Insurance fraud detection — a privacy-first ML pipeline

Insurance fraud detection is a textbook ML problem. Privacy-preserving insurance fraud detection is not. This project — built in 2018 — was my attempt to put both in the same pipeline, deliberately.

The five-stage pipeline

synth → clean → EDA → PPDM → ML

Each stage is a runnable Python script in the repo:

1. Synthesize realistic Indian insurance data

python createDatabase.py

There’s no public Indian-style faker library — every open dataset I could find used American names, addresses, and ZIP codes. The training data wouldn’t generalize. So step one was building a generator with mimesis + Faker that produced plausible Indian names, PIN codes, vehicle registration patterns, and policy structures.
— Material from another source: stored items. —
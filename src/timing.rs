//! Timing core — the compare-match / overflow interrupt pair.
//!
//! One free-running 8-bit counter in normal (count-to-overflow) mode
//! generates two interrupt sources per period:
//!
//! - **Compare match** (counter == duty register): read the shared
//!   direction code and assert the matching output pattern.
//! - **Overflow** (counter wraps to zero): unconditionally assert Brake.
//!
//! The overflow brake is the safety net: the motor output returns to a
//! safe state at least once per period even if the compare path never
//! fires (duty register at an unreachable value) or misbehaves.  The
//! drive window therefore runs from compare-match to overflow — a higher
//! duty register value means a shorter on-window, and 255 means stopped.
//!
//! Both handlers run at interrupt priority: no blocking, no allocation,
//! no error reporting.  Misconfiguration is a config-time concern.
//!
//! On the firmware target the period cadence comes from
//! [`crate::drivers::hw_timer`]; on the host, [`CounterSim`] replays the
//! counter cycle-accurately for tests.

use crate::app::ports::MotorPort;
use crate::drivers::motor::MotorStage;
use crate::shared::{DirectionCode, SharedDriveState};

// ---------------------------------------------------------------------------
// Prescaler selection
// ---------------------------------------------------------------------------

/// Clock prescaler feeding the 8-bit output timer.
#[derive(Debug, Clone, Copy, PartialEq, Eq)]
pub enum TimerPrescaler {
    Div1,
    Div8,
    Div64,
    Div256,
    Div1024,
}

impl TimerPrescaler {
    pub fn divisor(self) -> u32 {
        match self {
            Self::Div1 => 1,
            Self::Div8 => 8,
            Self::Div64 => 64,
            Self::Div256 => 256,
            Self::Div1024 => 1024,
        }
    }

    /// Full 256-count period in microseconds for a given input clock.
    pub fn period_us(self, clock_hz: u32) -> u32 {
        // 256 counter ticks per period; widen before the multiply.
        (u64::from(256 * self.divisor()) * 1_000_000 / u64::from(clock_hz)) as u32
    }
}

// ---------------------------------------------------------------------------
// Handler object
// ---------------------------------------------------------------------------

/// Explicit handler object for the timer interrupt pair.
///
/// Owns the motor output stage and a borrow of the shared drive state.
/// Registered with the platform timer (or stepped by [`CounterSim`]).
pub struct TimingCore<P: MotorPort> {
    stage: MotorStage<P>,
    drive: &'static SharedDriveState,
}

impl<P: MotorPort> TimingCore<P> {
    pub fn new(stage: MotorStage<P>, drive: &'static SharedDriveState) -> Self {
        Self { stage, drive }
    }

    /// Compare-match handler: assert the pattern for the current shared
    /// direction code.  Undefined decodes map to Brake inside the stage.
    pub fn on_compare_match(&mut self) {
        let code = self.drive.direction();
        self.stage.apply(code);
    }

    /// Overflow handler: force Brake, whatever the direction code says.
    pub fn on_overflow(&mut self) {
        self.stage.apply(DirectionCode::Brake);
    }

    pub fn drive(&self) -> &'static SharedDriveState {
        self.drive
    }

    pub fn stage(&self) -> &MotorStage<P> {
        &self.stage
    }

    pub fn stage_mut(&mut self) -> &mut MotorStage<P> {
        &mut self.stage
    }
}

// ---------------------------------------------------------------------------
// Host-side counter simulation
// ---------------------------------------------------------------------------

/// Cycle-accurate replay of the free-running counter for host tests.
///
/// Each `step` advances the counter by one tick, firing the overflow
/// handler on wrap and the compare handler whenever the counter equals
/// the live duty register — the same order the hardware produces them
/// when both fall on the same count.
pub struct CounterSim<P: MotorPort> {
    core: TimingCore<P>,
    counter: u8,
}

impl<P: MotorPort> CounterSim<P> {
    pub fn new(core: TimingCore<P>) -> Self {
        Self { core, counter: 0 }
    }

    pub fn step(&mut self) {
        self.counter = self.counter.wrapping_add(1);
        if self.counter == 0 {
            self.core.on_overflow();
        }
        if self.counter == self.core.drive.duty() {
            self.core.on_compare_match();
        }
    }

    /// Run `n` counter ticks.
    pub fn run(&mut self, n: usize) {
        for _ in 0..n {
            self.step();
        }
    }

    pub fn counter(&self) -> u8 {
        self.counter
    }

    pub fn core(&self) -> &TimingCore<P> {
        &self.core
    }

    pub fn core_mut(&mut self) -> &mut TimingCore<P> {
        &mut self.core
    }
}
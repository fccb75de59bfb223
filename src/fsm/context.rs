//! Shared mutable context threaded through every state handler.
//!
//! `DriveContext` is the blackboard the mode handlers read from and
//! write to: the latest switch and analog snapshots on the way in, the
//! drive commands on the way out.  The service clears the commands
//! before each tick and applies whatever the handler filled in — a
//! handler that writes nothing (Halted) leaves every output untouched,
//! exactly like a loop iteration that takes no branch.

use crate::app::ports::{AnalogSnapshot, SwitchSnapshot};
use crate::config::SystemConfig;
use crate::safety::StopLatch;
use crate::shared::DirectionCode;

// ---------------------------------------------------------------------------
// Drive commands (written by state handlers; applied by the service)
// ---------------------------------------------------------------------------

/// Per-iteration output requests.  `None` means "leave as is".
#[derive(Debug, Clone, Copy, Default, PartialEq, Eq)]
pub struct DriveCommands {
    /// Requested direction code for the shared state.
    pub direction: Option<DirectionCode>,
    /// Requested green LED level.
    pub green: Option<bool>,
    /// Requested red LED level.
    pub red: Option<bool>,
}

impl DriveCommands {
    /// No requests — the Halted iteration shape.
    pub fn none() -> Self {
        Self::default()
    }
}

// ---------------------------------------------------------------------------
// DriveContext
// ---------------------------------------------------------------------------

/// The shared context passed to every state handler function.
pub struct DriveContext {
    /// Iterations since the current mode was entered.
    pub ticks_in_state: u64,

    /// Latest selector switch levels.  Updated before each tick.
    pub switches: SwitchSnapshot,
    /// Latest analog snapshot.  Updated before each tick.
    pub analog: AnalogSnapshot,

    /// Output requests for this iteration.
    pub commands: DriveCommands,

    /// System configuration (thresholds, slopes).
    pub config: SystemConfig,

    /// Undervoltage stop latch — latched by the automatic handler,
    /// released by the manual handler.
    pub stop: StopLatch,
}

impl DriveContext {
    pub fn new(config: SystemConfig) -> Self {
        Self {
            ticks_in_state: 0,
            switches: SwitchSnapshot::default(),
            analog: AnalogSnapshot::default(),
            commands: DriveCommands::none(),
            config,
            stop: StopLatch::new(),
        }
    }
}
If you build ML models for the Indian market and don’t fix this, your models will quietly underperform on production data and you’ll wonder why.

2. Clean the data

python cleaning.py

Standard pre-processing — drop rows that fail validation, fill missing values either by sampling from the column distribution or via mean/median for numerics. Nothing exotic, but it’s the difference between a 99% accuracy model and a 78% one.

3. Exploratory data analysis

python eda.py

Distributions, correlations, anomaly detection, outlier flagging. The EDA step is mostly for the human, not the model — it’s where you discover that most of your synthesized “fraud” cases cluster in three policy types and you need to fix the synth to spread them.

4. Privacy-preserving data mining (the interesting bit)

python ppdm.py

This is the stage most fraud-detection pipelines skip. PPDM applies a stack of techniques to make the dataset safer if it leaks:

Suppression — drop sensitive columns entirely.
Generalization — replace exact age 34 with bucket 30-39.
Anatomization — split sensitive and quasi-identifier attributes into separate tables linked only by group ID.
Perturbation — add calibrated noise to numerics so individuals can’t be re-identified.
Categorization — convert continuous values into bins.
k-anonymity — ensure every row is indistinguishable from at least k-1 others on any quasi-identifier.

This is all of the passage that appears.